According to this model, Obama’s chances for re-election look pretty bad at this point, with him predicted to get only 45.5% of the vote. Of course, this prediction is based on the data as of the end of 2011. But even if the fatalities of the current wars continue at their relatively low rate through election day, for him to have a good chance of re-election Obama needs per capita real income growth to “average out at an annualized rate of more than 4 percent per quarter until the end of the term”, and such a rapid recovery of the economy seems highly unlikely.
Note that the blue line correctly ‘predicts’ incumbent party wins in in 1956, 1964, 1972, 1984, 1988, 1996, and 2004. It also correctly predicted incumbent party losses in 1952, 1960, 1968, 1976, 1980, 1992, and 2008. The one failure was in 2000 where according to this model Al Gore should have won easily with close to 55% of the two-party vote, whereas he got just barely over 50% but lost in the electoral college in the famously disputed election.
(Hibbs also has a ‘Bread and Incumbency’ model that predicts the outcomes of congressional elections, which is determined by “(1) the number of House seats won by the in-party at the previous midterm election, which registers the impact of institutional advantages enjoyed by incumbents in the US single-member district, constituency service-oriented legislative system, and (2) weighted-average growth of per capita real disposable personal income over the congressional term.” According to that the current probability of the Democrats regaining a majority of the House of Representatives is zero. They are actually likely to lose 5 seats.)

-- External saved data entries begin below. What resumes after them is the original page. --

use lazyframe_error::Result;

use super::{Expression, ExpressionId, ExpressionKind};
use crate::session::Session;

const CONSTANT_NAME: &str = "constant";

/// An expression whose value is known at graph construction time.
#[derive(Debug, Clone)]
pub struct ConstantExpression<V> {
    value: V,
}

impl<V> ConstantExpression<V>
where
    V: Clone + Send + Sync + 'static,
{
    /// Build the node. Without an explicit proxy, the value serves as its own
    /// proxy.
    pub(crate) fn build(id: Option<ExpressionId>, value: V, proxy: Option<V>) -> Expression<V> {
        let id = id.unwrap_or_else(|| ExpressionId::generate(CONSTANT_NAME));
        let proxy = proxy.unwrap_or_else(|| value.clone());
        Expression::from_parts(
            id,
            CONSTANT_NAME,
            proxy,
            ExpressionKind::Constant(ConstantExpression { value }),
        )
    }

    pub fn value(&self) -> &V {
        &self.value
    }

    /// Returns the stored value. The session is never consulted.
    pub fn evaluate_at(&self, _session: &Session<V>) -> Result<V> {
        Ok(self.value.clone())
    }
}
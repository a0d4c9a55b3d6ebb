use std::collections::HashMap;
use std::sync::LazyLock;

use lazyframe_error::{LazyError, Result};

pub const DEFAULT_MAX_DEPTH: u64 = 256;

/// Configuration for a session.
#[derive(Debug, Clone, PartialEq, Eq)]
pub struct SessionConfig {
    /// Reject an expression id that is used by two different definitions.
    pub verify_definitions: bool,
    /// Maximum nesting of evaluate calls on a single thread.
    pub max_depth: u64,
}

impl Default for SessionConfig {
    fn default() -> Self {
        SessionConfig {
            verify_definitions: true,
            max_depth: DEFAULT_MAX_DEPTH,
        }
    }
}

impl SessionConfig {
    pub fn set_from_str(&mut self, name: &str, value: &str) -> Result<()> {
        let func = GET_SET_FUNCTIONS
            .get(name)
            .ok_or_else(|| LazyError::config(format!("Missing setting for '{name}'")))?;

        (func.set)(value, self)
    }

    pub fn get_as_string(&self, name: &str) -> Result<String> {
        let func = GET_SET_FUNCTIONS
            .get(name)
            .ok_or_else(|| LazyError::config(format!("Missing setting for '{name}'")))?;

        Ok((func.get)(self))
    }

    pub fn reset(&mut self, name: &str) -> Result<()> {
        let def_conf = Self::default();
        let func = GET_SET_FUNCTIONS
            .get(name)
            .ok_or_else(|| LazyError::config(format!("Missing setting for '{name}'")))?;

        let value = (func.get)(&def_conf);
        (func.set)(&value, self)
    }

    pub fn reset_all(&mut self) {
        *self = Self::default();
    }

    /// Names and descriptions of all settings, sorted by name.
    pub fn settings() -> Vec<(&'static str, &'static str)> {
        let mut settings: Vec<_> = GET_SET_FUNCTIONS
            .iter()
            .map(|(name, funcs)| (*name, funcs.description))
            .collect();
        settings.sort_unstable();
        settings
    }
}

struct SettingFunctions {
    description: &'static str,
    set: fn(value: &str, conf: &mut SessionConfig) -> Result<()>,
    get: fn(conf: &SessionConfig) -> String,
}

impl SettingFunctions {
    const fn new<S: SessionSetting>() -> Self {
        SettingFunctions {
            description: S::DESCRIPTION,
            set: S::set_from_str as _,
            get: S::get_as_string as _,
        }
    }
}

fn insert_setting<S: SessionSetting>(map: &mut HashMap<&'static str, SettingFunctions>) {
    if map.insert(S::NAME, SettingFunctions::new::<S>()).is_some() {
        panic!("Duplicate settings names: {}", S::NAME);
    }
}

static GET_SET_FUNCTIONS: LazyLock<HashMap<&'static str, SettingFunctions>> = LazyLock::new(|| {
    let mut map = HashMap::new();

    insert_setting::<VerifyDefinitions>(&mut map);
    insert_setting::<MaxDepth>(&mut map);

    map
});

pub trait SessionSetting: Sync + Send + 'static {
    const NAME: &'static str;
    const DESCRIPTION: &'static str;

    fn set_from_str(value: &str, conf: &mut SessionConfig) -> Result<()>;
    fn get_as_string(conf: &SessionConfig) -> String;
}

pub struct VerifyDefinitions;

impl SessionSetting for VerifyDefinitions {
    const NAME: &'static str = "verify_definitions";
    const DESCRIPTION: &'static str =
        "Error when one expression id is used by two different definitions.";

    fn set_from_str(value: &str, conf: &mut SessionConfig) -> Result<()> {
        conf.verify_definitions = parse_bool(Self::NAME, value)?;
        Ok(())
    }

    fn get_as_string(conf: &SessionConfig) -> String {
        conf.verify_definitions.to_string()
    }
}

pub struct MaxDepth;

impl SessionSetting for MaxDepth {
    const NAME: &'static str = "max_depth";
    const DESCRIPTION: &'static str = "Maximum nesting depth when evaluating an expression graph.";

    fn set_from_str(value: &str, conf: &mut SessionConfig) -> Result<()> {
        let depth: u64 = value.trim().parse().map_err(|_| {
            LazyError::config(format!("Invalid value for '{}': '{value}'", Self::NAME))
        })?;
        if depth == 0 {
            return Err(LazyError::config("max_depth must be greater than zero"));
        }
        conf.max_depth = depth;
        Ok(())
    }

    fn get_as_string(conf: &SessionConfig) -> String {
        conf.max_depth.to_string()
    }
}

fn parse_bool(name: &str, value: &str) -> Result<bool> {
    match value.trim().to_ascii_lowercase().as_str() {
        "true" | "on" | "1" => Ok(true),
        "false" | "off" | "0" => Ok(false),
        _ => Err(LazyError::config(format!(
            "Invalid value for '{name}': '{value}'"
        ))),
    }
}

#[cfg(test)]
mod tests {
    use lazyframe_error::ErrorKind;

    use super::*;

    #[test]
    fn set_and_get() {
        let mut conf = SessionConfig::default();

        conf.set_from_str("verify_definitions", "off").unwrap();
        conf.set_from_str("max_depth", "64").unwrap();

        assert!(!conf.verify_definitions);
        assert_eq!("false", conf.get_as_string("verify_definitions").unwrap());
        assert_eq!("64", conf.get_as_string("max_depth").unwrap());
    }

    #[test]
    fn reset_single_and_all() {
        let mut conf = SessionConfig::default();
        conf.set_from_str("max_depth", "8").unwrap();
        conf.set_from_str("verify_definitions", "false").unwrap();

        conf.reset("max_depth").unwrap();
        assert_eq!(DEFAULT_MAX_DEPTH, conf.max_depth);
        assert!(!conf.verify_definitions);

        conf.reset_all();
        assert_eq!(SessionConfig::default(), conf);
    }

    #[test]
    fn invalid_settings() {
        let mut conf = SessionConfig::default();

        let err = conf.set_from_str("partitions", "4").unwrap_err();
        assert_eq!(ErrorKind::Config, err.kind());

        let err = conf.set_from_str("max_depth", "zero").unwrap_err();
        assert_eq!(ErrorKind::Config, err.kind());

        let err = conf.set_from_str("max_depth", "0").unwrap_err();
        assert_eq!(ErrorKind::Config, err.kind());

        let err = conf.set_from_str("verify_definitions", "maybe").unwrap_err();
        assert_eq!(ErrorKind::Config, err.kind());
    }

    #[test]
    fn list_settings() {
        let names: Vec<_> = SessionConfig::settings()
            .into_iter()
            .map(|(name, _)| name)
            .collect();
        assert_eq!(vec!["max_depth", "verify_definitions"], names);
    }
}
//! Partitioning analysis over an expression graph.
//!
//! This only reports where partitioning by index holds and where it would
//! need to be established. Moving data between partitions is left to the
//! caller.

use hashbrown::HashMap;
use tracing::trace;

use crate::expr::{Expression, ExpressionId, ExpressionKind};

#[derive(Debug, Clone, Default)]
pub struct PartitionAnalysis {
    /// Whether each node's output is guaranteed partitioned by index.
    partitioned: HashMap<ExpressionId, bool>,
    /// Nodes needing a repartition of their inputs, in dependency order.
    repartitions: Vec<ExpressionId>,
}

impl PartitionAnalysis {
    /// Analyze every node reachable from `root`.
    ///
    /// `placeholders_partitioned` states whether bound inputs arrive
    /// partitioned by index. Constants are replicated, and so always count as
    /// partitioned.
    ///
    /// A computed node whose inputs are not all partitioned, and which
    /// requires partitioning, is recorded as a repartition point. After the
    /// repartition its inputs are partitioned, so its output is partitioned
    /// exactly when it preserves partitioning.
    pub fn analyze<V>(root: &Expression<V>, placeholders_partitioned: bool) -> Self
    where
        V: Clone + Send + Sync + 'static,
    {
        let mut analysis = PartitionAnalysis::default();

        for expr in root.walk_postorder() {
            let output = match expr.kind() {
                ExpressionKind::Placeholder(_) => placeholders_partitioned,
                ExpressionKind::Constant(_) => true,
                ExpressionKind::Computed(c) => {
                    let inputs_partitioned = c
                        .args()
                        .iter()
                        .all(|arg| analysis.partitioned.get(arg.id()).copied().unwrap_or(false));

                    if c.requires_partition_by_index() && !inputs_partitioned {
                        trace!(id = %expr.id(), "repartition required");
                        analysis.repartitions.push(expr.id().clone());
                    }

                    c.preserves_partition_by_index()
                        && (inputs_partitioned || c.requires_partition_by_index())
                }
            };

            analysis.partitioned.insert(expr.id().clone(), output);
        }

        analysis
    }

    /// Whether the output of `expr` is partitioned by index. None if the
    /// expression wasn't part of the analyzed graph.
    pub fn is_partitioned_by_index<V>(&self, expr: &Expression<V>) -> Option<bool> {
        self.partitioned.get(expr.id()).copied()
    }

    pub fn requires_repartition<V>(&self, expr: &Expression<V>) -> bool {
        self.repartitions.contains(expr.id())
    }

    /// Nodes that need their inputs repartitioned, children before parents.
    pub fn repartition_points(&self) -> &[ExpressionId] {
        &self.repartitions
    }
}
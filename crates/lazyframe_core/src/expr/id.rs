use std::fmt;
use std::sync::Arc;
use std::sync::atomic::{AtomicU64, Ordering};

use serde::{Deserialize, Serialize};

static NEXT_ID: AtomicU64 = AtomicU64::new(0);

/// Stable identity of an expression node.
///
/// Generated ids take the form `{name}_{n}` with `n` drawn from a process
/// wide counter. Ids never depend on memory addresses, so an id serialized in
/// one process names the same node when deserialized in another.
#[derive(Debug, Clone, PartialEq, Eq, Hash, PartialOrd, Ord, Serialize, Deserialize)]
#[serde(transparent)]
pub struct ExpressionId(Arc<str>);

impl ExpressionId {
    pub fn new(id: impl Into<Arc<str>>) -> Self {
        ExpressionId(id.into())
    }

    /// Generate a fresh id for a node with the given name.
    pub fn generate(name: &str) -> Self {
        let n = NEXT_ID.fetch_add(1, Ordering::Relaxed);
        ExpressionId(format!("{name}_{n}").into())
    }

    pub fn as_str(&self) -> &str {
        &self.0
    }
}

impl fmt::Display for ExpressionId {
    fn fmt(&self, f: &mut fmt::Formatter<'_>) -> fmt::Result {
        write!(f, "{}", self.0)
    }
}

impl From<&str> for ExpressionId {
    fn from(value: &str) -> Self {
        ExpressionId::new(value)
    }
}

impl From<String> for ExpressionId {
    fn from(value: String) -> Self {
        ExpressionId::new(value)
    }
}

impl AsRef<str> for ExpressionId {
    fn as_ref(&self) -> &str {
        &self.0
    }
}
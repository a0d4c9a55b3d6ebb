use lazyframe_error::Result;

use super::{Expression, ExpressionId, ExpressionKind};
use crate::session::Session;

const PLACEHOLDER_NAME: &str = "placeholder";

/// An expression whose value must be explicitly bound in the session.
///
/// Carries only the proxy held by the owning [`Expression`].
#[derive(Debug, Clone, Copy, Default)]
pub struct PlaceholderExpression;

impl PlaceholderExpression {
    pub(crate) fn build<V>(id: Option<ExpressionId>, proxy: V) -> Expression<V>
    where
        V: Clone + Send + Sync + 'static,
    {
        let id = id.unwrap_or_else(|| ExpressionId::generate(PLACEHOLDER_NAME));
        Expression::from_parts(
            id,
            PLACEHOLDER_NAME,
            proxy,
            ExpressionKind::Placeholder(PlaceholderExpression),
        )
    }

    /// Looks up the bound value. Errors if nothing was bound.
    pub fn evaluate_at<V>(&self, expr: &Expression<V>, session: &Session<V>) -> Result<V>
    where
        V: Clone + Send + Sync + 'static,
    {
        session.lookup(expr)
    }
}
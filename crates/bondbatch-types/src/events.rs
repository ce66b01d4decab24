//! Notifications emitted by the market maker.
//!
//! Events are only produced by operations that commit; a rejected order or
//! claim leaves no trace in the event stream.

use serde::{Deserialize, Serialize};

use crate::{AccountId, BatchTotals, CollateralAsset, CollateralConfig, WindowId};

/// Everything an observer can see happen in the market.
#[derive(Debug, Clone, PartialEq, Eq, Serialize, Deserialize)]
pub enum MarketEvent {
    /// Trading was enabled.
    MarketOpened,
    /// A collateral was whitelisted.
    CollateralAdded {
        asset: CollateralAsset,
        config: CollateralConfig,
    },
    /// A whitelisted collateral's parameters changed.
    CollateralUpdated {
        asset: CollateralAsset,
        config: CollateralConfig,
    },
    /// A collateral was removed from the whitelist.
    CollateralRemoved { asset: CollateralAsset },
    /// Fee percentages changed.
    FeesUpdated { buy_fee_pct: u64, sell_fee_pct: u64 },
    /// Fee recipient changed.
    BeneficiaryUpdated { beneficiary: AccountId },
    /// First order of a window: the shared supply snapshot was taken.
    NewWindow { window: WindowId, real_supply: u128 },
    /// First order of a collateral in a window: the pricing snapshot was taken.
    NewBatch {
        window: WindowId,
        asset: CollateralAsset,
        supply: u128,
        balance: u128,
        reserve_ratio: u32,
    },
    /// A buy order was aggregated into a batch.
    BuyOrderOpened {
        buyer: AccountId,
        window: WindowId,
        asset: CollateralAsset,
        fee: u128,
        value: u128,
    },
    /// A sell order was aggregated into a batch.
    SellOrderOpened {
        seller: AccountId,
        window: WindowId,
        asset: CollateralAsset,
        amount: u128,
    },
    /// A buyer claimed their bonded tokens.
    BuyOrderReturned {
        buyer: AccountId,
        window: WindowId,
        asset: CollateralAsset,
        amount: u128,
    },
    /// A seller claimed their collateral.
    SellOrderReturned {
        seller: AccountId,
        window: WindowId,
        asset: CollateralAsset,
        fee: u128,
        value: u128,
    },
    /// A batch's aggregates were repriced.
    PricingUpdated {
        window: WindowId,
        asset: CollateralAsset,
        totals: BatchTotals,
    },
}

impl MarketEvent {
    /// Short upper-case tag for logs.
    #[must_use]
    pub fn kind(&self) -> &'static str {
        match self {
            Self::MarketOpened => "MARKET_OPENED",
            Self::CollateralAdded { .. } => "COLLATERAL_ADDED",
            Self::CollateralUpdated { .. } => "COLLATERAL_UPDATED",
            Self::CollateralRemoved { .. } => "COLLATERAL_REMOVED",
            Self::FeesUpdated { .. } => "FEES_UPDATED",
            Self::BeneficiaryUpdated { .. } => "BENEFICIARY_UPDATED",
            Self::NewWindow { .. } => "NEW_WINDOW",
            Self::NewBatch { .. } => "NEW_BATCH",
            Self::BuyOrderOpened { .. } => "BUY_ORDER_OPENED",
            Self::SellOrderOpened { .. } => "SELL_ORDER_OPENED",
            Self::BuyOrderReturned { .. } => "BUY_ORDER_RETURNED",
            Self::SellOrderReturned { .. } => "SELL_ORDER_RETURNED",
            Self::PricingUpdated { .. } => "PRICING_UPDATED",
        }
    }
}

impl std::fmt::Display for MarketEvent {
    fn fmt(&self, f: &mut std::fmt::Formatter<'_>) -> std::fmt::Result {
        write!(f, "{}", self.kind())
    }
}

It would seem that the 2012 election was the Republicans for the taking as long as they nominated some bland centrist candidate who did not make any waves and just let the economic tide take him safely into harbor. Mitt Romney may have seemed the perfect choice for this with the only fear being that he might not be interesting enough to galvanize the voters. But as is often the case with the best laid plans, this too has ganged agley, with a militant party base, fed and watered by candidates like Michele Bachmann, Rick Perry, Herman Cain, Rick Santorum, and Newt Gingrich not content to let the party go through a pro-forma primary campaign but throwing it into turmoil.
Whether this turbulent primary is sufficient to overturn the Bread and Peace model prediction is doubtful since the model does seem pretty robust and Obama is in a pretty deep hole. Hibbs does provide Democrats with a glimmer of hope, saying “Yet remember that every election is affected to some degree by idiosyncratic factors, which at times are important enough to overwhelm the persistent influence of fundamentals. Indeed idiosyncratic events contribute a lot of the fun to political affairs and their unexpected appearance and impact from one election to the next are why many of us follow election cycle developments so carefully in the media.”
But that is a tenuous hope. Before an election, political pundits tend to think that the current election is different from the ones that came before. While it is true that the current Republican race for the nomination is indeed the craziest that I have seen in my lifetime, that does not mean it is crazy enough to defy the predictions of the statistical model. Such things are usually judged after the fact, when an election outcome is different from the model’s predictions.